La vicenda Bricofer, come si è conclusa?
Se segui i feeds su cyber security avrai sicuramente sentito parlare di ciò che è accaduto nelle ultime settimane attorno all'azienda italiana Bricofer. Nello specifico io ne parlai su CyberSecurity360, seguendo il link appunto. In sostanza è stato portato a segno un attacco ransomware da parte del gruppo criminale Lockbit 2.0 ai danni della nota azienda di commercio ferramenta e utensileria per la casa e il tempo libero. O meglio, ai danni di tutti i suoi clienti. Come da promessa dei criminal hackers, i dati esfiltrati dal server mirato nell'attacco, sono stati diffusi online e analizzandone il contenuto se ne può riassumere l'entità: nomi, cognomi, scansioni di documenti, numeri di carta fedeltà, dati di residenza, indirizzi email di oltre 13mila clienti sparsi per l'Italia. Infatti alcuni file, comprendono resoconti accentrati di molteplici punti vendita.
Fin qui niente di nuovo.

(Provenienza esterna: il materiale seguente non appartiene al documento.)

//! Unit tests for seat-select.

#[cfg(test)]
mod helpers {
    use seat_core::{Cell, CellType, SimConfig};
    use seat_layout::{Layout, SeatBlock, build_grid};

    use crate::SeatPrefs;

    /// Default 20 × 68 venue, four blocks of width 14.
    pub fn venue() -> Layout {
        build_grid(&SimConfig::default()).unwrap()
    }

    pub fn seat_all(layout: &mut Layout, block: SeatBlock, row: usize) {
        for col in block.columns() {
            layout.grid.set(Cell::new(row, col), CellType::SeatedAgent).unwrap();
        }
    }

    pub fn prefs(back_pref: f64, aisle_pref: f64, social_distance: f64) -> SeatPrefs {
        SeatPrefs { back_pref, aisle_pref, social_distance, assigned_seats: true }
    }
}

// ── pick_seat_in_block ────────────────────────────────────────────────────────

#[cfg(test)]
mod seat_tests {
    use std::collections::HashSet;

    use seat_core::{CellSet, CellType, SimRng};

    use super::helpers::{prefs, seat_all, venue};
    use crate::{SeatPrefs, candidate_rows, pick_seat_in_block};

    #[test]
    fn pick_lands_on_a_seat_of_the_block() {
        let layout = venue();
        let block = layout.blocks[2];
        let mut rng = SimRng::new(1);
        for _ in 0..100 {
            let seat = pick_seat_in_block(&layout.grid, &block, &CellSet::default(), &SeatPrefs::default(), 14, &mut rng)
                .unwrap();
            assert!(block.contains_col(seat.col));
            assert!(layout.seat_rows().contains(&seat.row));
            assert_eq!(layout.grid.get(seat), Some(CellType::Seat));
        }
    }

    #[test]
    fn full_block_yields_none() {
        let mut layout = venue();
        let block = layout.blocks[0];
        for row in layout.seat_rows() {
            seat_all(&mut layout, block, row);
        }
        let mut rng = SimRng::new(1);
        let pick = pick_seat_in_block(&layout.grid, &block, &CellSet::default(), &SeatPrefs::default(), 14, &mut rng);
        assert_eq!(pick, None);
    }

    #[test]
    fn reserved_seats_are_never_picked_twice() {
        let layout = venue();
        let block = layout.blocks[1];
        let mut assigned = CellSet::default();
        let mut seen = HashSet::new();
        let mut rng = SimRng::new(17);
        while let Some(seat) = pick_seat_in_block(&layout.grid, &block, &assigned, &prefs(2.0, 1.0, 1.0), 14, &mut rng) {
            assert!(seen.insert(seat), "seat {seat} picked twice");
            assigned.insert(seat);
        }
        assert_eq!(seen.len(), block.width() * 8);
    }

    #[test]
    fn reservations_ignored_when_flag_off() {
        let layout = venue();
        let block = layout.blocks[0];
        let assigned: CellSet = layout
            .grid
            .iter()
            .filter(|&(c, ty)| ty == CellType::Seat && block.contains_col(c.col))
            .map(|(c, _)| c)
            .collect();
        let mut rng = SimRng::new(2);

        let on = prefs(0.0, 0.0, 0.0);
        assert_eq!(pick_seat_in_block(&layout.grid, &block, &assigned, &on, 14, &mut rng), None);

        let off = SeatPrefs { assigned_seats: false, ..on };
        assert!(pick_seat_in_block(&layout.grid, &block, &assigned, &off, 14, &mut rng).is_some());
    }

    #[test]
    fn rows_at_threshold_are_skipped() {
        let mut layout = venue();
        let block = layout.blocks[0];
        // Two settled agents in every row but the back one.
        for row in 2..=8 {
            for col in [block.start + 4, block.start + 6] {
                layout.grid.set(seat_core::Cell::new(row, col), CellType::SeatedAgent).unwrap();
            }
        }
        let rows = candidate_rows(&layout.grid, &block, &CellSet::default(), &SeatPrefs::default(), 2);
        assert_eq!(rows, vec![9]);

        let mut rng = SimRng::new(4);
        for _ in 0..20 {
            let seat = pick_seat_in_block(&layout.grid, &block, &CellSet::default(), &prefs(0.0, 1.0, 1.0), 2, &mut rng)
                .unwrap();
            assert_eq!(seat.row, 9);
        }
    }

    #[test]
    fn strong_back_pref_excludes_front_rows() {
        let layout = venue();
        let block = layout.blocks[0];
        let mut rng = SimRng::new(8);
        for _ in 0..500 {
            let seat = pick_seat_in_block(&layout.grid, &block, &CellSet::default(), &prefs(5.0, 0.0, 0.0), 14, &mut rng)
                .unwrap();
            assert!(seat.row >= 4, "row {}", seat.row);
        }
    }

    #[test]
    fn front_rows_kept_when_they_are_all_that_is_left() {
        let mut layout = venue();
        let block = layout.blocks[0];
        for row in 4..=9 {
            seat_all(&mut layout, block, row);
        }
        let mut rng = SimRng::new(8);
        for _ in 0..50 {
            let seat = pick_seat_in_block(&layout.grid, &block, &CellSet::default(), &prefs(5.0, 0.0, 0.0), 14, &mut rng)
                .unwrap();
            assert!(seat.row == 2 || seat.row == 3);
        }
    }

    #[test]
    fn back_pref_biases_toward_back() {
        let layout = venue();
        let block = layout.blocks[0];
        let mut rng = SimRng::new(21);
        let mut per_row = [0usize; 10];
        for _ in 0..2000 {
            let seat = pick_seat_in_block(&layout.grid, &block, &CellSet::default(), &prefs(1.0, 0.0, 0.0), 14, &mut rng)
                .unwrap();
            per_row[seat.row] += 1;
        }
        assert!(per_row[9] > per_row[3] * 4, "{per_row:?}");
    }

    #[test]
    fn no_back_pref_reaches_the_front_row() {
        let layout = venue();
        let block = layout.blocks[0];
        let mut rng = SimRng::new(21);
        let front = (0..500)
            .filter_map(|_| {
                pick_seat_in_block(&layout.grid, &block, &CellSet::default(), &prefs(0.0, 0.0, 0.0), 14, &mut rng)
            })
            .filter(|s| s.row == 2)
            .count();
        assert!(front > 20, "front {front}");
    }

    #[test]
    fn aisle_pref_favours_edge_columns() {
        let layout = venue();
        let block = layout.blocks[0];
        let mut rng = SimRng::new(13);
        let edge = (0..1000)
            .filter_map(|_| {
                pick_seat_in_block(&layout.grid, &block, &CellSet::default(), &prefs(0.0, 5.0, 0.0), 14, &mut rng)
            })
            .filter(|s| block.is_aisle_col(s.col))
            .count();
        // 4 edge columns at weight 16 vs 10 inner columns at weight 1.
        assert!(edge > 750, "edge {edge}");
    }
}

// ── pick_seat_any_block ───────────────────────────────────────────────────────

#[cfg(test)]
mod any_block_tests {
    use seat_core::{CellSet, SimRng};

    use super::helpers::{seat_all, venue};
    use crate::{SeatPrefs, pick_seat_any_block};

    #[test]
    fn falls_through_to_a_block_with_room() {
        let mut layout = venue();
        let blocks = layout.blocks.clone();
        for &block in &blocks[..3] {
            for row in layout.seat_rows() {
                seat_all(&mut layout, block, row);
            }
        }
        let mut rng = SimRng::new(5);
        for _ in 0..20 {
            let seat = pick_seat_any_block(&layout.grid, &blocks, &CellSet::default(), &SeatPrefs::default(), 14, &mut rng)
                .unwrap();
            assert!(blocks[3].contains_col(seat.col));
        }
    }

    #[test]
    fn all_full_is_none() {
        let mut layout = venue();
        let blocks = layout.blocks.clone();
        for &block in &blocks {
            for row in layout.seat_rows() {
                seat_all(&mut layout, block, row);
            }
        }
        let mut rng = SimRng::new(5);
        assert_eq!(
            pick_seat_any_block(&layout.grid, &blocks, &CellSet::default(), &SeatPrefs::default(), 14, &mut rng),
            None
        );
    }
}

// ── find_standing_position ────────────────────────────────────────────────────

#[cfg(test)]
mod standing_tests {
    use seat_core::{Cell, CellType, SimRng};

    use super::helpers::venue;
    use crate::find_standing_position;

    fn fill_row(grid: &mut seat_core::Grid, row: usize) {
        for col in 0..grid.cols() {
            let cell = Cell::new(row, col);
            if !grid.is(cell, CellType::Gate) {
                grid.set(cell, CellType::Standing).unwrap();
            }
        }
    }

    #[test]
    fn prefers_row_nearest_the_gates() {
        let layout = venue();
        let mut rng = SimRng::new(3);
        for _ in 0..50 {
            let cell = find_standing_position(&layout.grid, &mut rng);
            assert_eq!(cell.row, 18);
            let ty = layout.grid.get(cell).unwrap();
            assert!(!matches!(ty, CellType::Seat | CellType::Gate));
        }
    }

    #[test]
    fn moves_forward_when_a_row_is_full() {
        let mut layout = venue();
        fill_row(&mut layout.grid, 18);
        let mut rng = SimRng::new(3);
        assert_eq!(find_standing_position(&layout.grid, &mut rng).row, 17);
    }

    #[test]
    fn scans_past_the_last_three_rows() {
        let mut layout = venue();
        for row in 13..=18 {
            fill_row(&mut layout.grid, row);
        }
        let mut rng = SimRng::new(3);
        for _ in 0..20 {
            assert_eq!(find_standing_position(&layout.grid, &mut rng).row, 12);
        }
    }

    #[test]
    fn fallback_only_when_back_area_is_full() {
        let mut layout = venue();
        for row in 11..=18 {
            fill_row(&mut layout.grid, row);
        }
        let mut rng = SimRng::new(3);
        assert_eq!(find_standing_position(&layout.grid, &mut rng).row, 10);

        fill_row(&mut layout.grid, 10);
        assert_eq!(find_standing_position(&layout.grid, &mut rng), Cell::new(18, 0));
    }
}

Abbiamo iniziato a parlarne dall'8 gennaio (diffusione dei dati rubati), ancora l'azienda non ha accennato all'argomento. Ho tentato un contatto di persona il 7 gennaio, poi non finalizzato: la risposta attesa non è arrivata e non ho potuto chiarire di persona la posizione dell'azienda. Nessun comunicato. Nel frattempo passano i giorni e le testate giornalistiche e di settore iniziano a coprire la notizia. L'azienda è ancora avvolta nel silenzio: nota bene, i dati rubati sono già online disponibili a tutti.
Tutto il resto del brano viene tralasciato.